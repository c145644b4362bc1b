//! Module errors

use std::path::PathBuf;
use thiserror::Error;

use common::errors::UploadError;

/// Failures of the transient on-disk staging copy of a batch.
#[derive(Debug, Error)]
pub enum StagingError {
    /// The staging file could not be written (IOFault). The batch is still
    /// uploaded from memory.
    #[error("could not write staging file {path}: {source}")]
    Write {
        path: PathBuf,
        #[source]
        source: std::io::Error,
    },

    /// The staging directory cannot be created or written to (PermissionFault).
    #[error("staging directory {path} unavailable: {source}")]
    Unavailable {
        path: PathBuf,
        #[source]
        source: std::io::Error,
    },
}

/// Represents the different types of errors surfaced by the pipeline.
///
/// Only construction and `start()` return errors; the tick path reports
/// its failures through logs, `UploadHealth` and upload listeners.
#[derive(Debug, Error)]
pub enum PipelineError {
    #[error("invalid configuration: {0}")]
    Config(String),

    #[error(transparent)]
    Staging(#[from] StagingError),

    #[error(transparent)]
    Upload(#[from] UploadError),

    #[error("could not encode batch: {0}")]
    Serialize(#[from] csv::Error),

    #[error("io error: {0}")]
    Io(#[from] std::io::Error),

    /// No tokio runtime was available to drive ticks and uploads.
    #[error("no async runtime available: {0}")]
    Runtime(String),
}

• _Problem statement_
Wherever a line of the listing above contains the string "from", copy that line.

• _Exercise answer_
    /// uploaded from memory.
    Staging(#[from] StagingError),
    Upload(#[from] UploadError),
    Serialize(#[from] csv::Error),
    Io(#[from] std::io::Error),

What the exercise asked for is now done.